Exercise instructions
All lines from the one containing "The exchange produces" through the last line below must be duplicated exactly, with nothing outside that span.

[Saved entries]
□ □ □ □ □

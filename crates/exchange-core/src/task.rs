//! The task-submission contract consumed from the scheduler.
//!
//! Only the shape the scheduler expects to receive is in scope here — task
//! execution policy (where it runs, how it is retried, priority) belongs to
//! the scheduler and is out of scope for the exchange.

/// A unit of work the exchange hands to the scheduler.
///
/// The exchange produces exactly one task per flow (`Flow::create_tasks`);
/// what the scheduler does with it — run it to completion, suspend it,
/// retry it — is entirely the scheduler's contract, not this crate's.
pub trait Task: Send + Sync {
    /// Short, human-readable label for logging/diagnostics.
    fn label(&self) -> &str;
}

/// The list type the scheduler consumes.
pub type TaskList = Vec<std::sync::Arc<dyn Task>>;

□ □ □ □ □

Result for this task
/// The exchange produces exactly one task per flow (`Flow::create_tasks`);
/// what the scheduler does with it — run it to completion, suspend it,
/// retry it — is entirely the scheduler's contract, not this crate's.
pub trait Task: Send + Sync {
    /// Short, human-readable label for logging/diagnostics.
    fn label(&self) -> &str;
}

/// The list type the scheduler consumes.
pub type TaskList = Vec<std::sync::Arc<dyn Task>>;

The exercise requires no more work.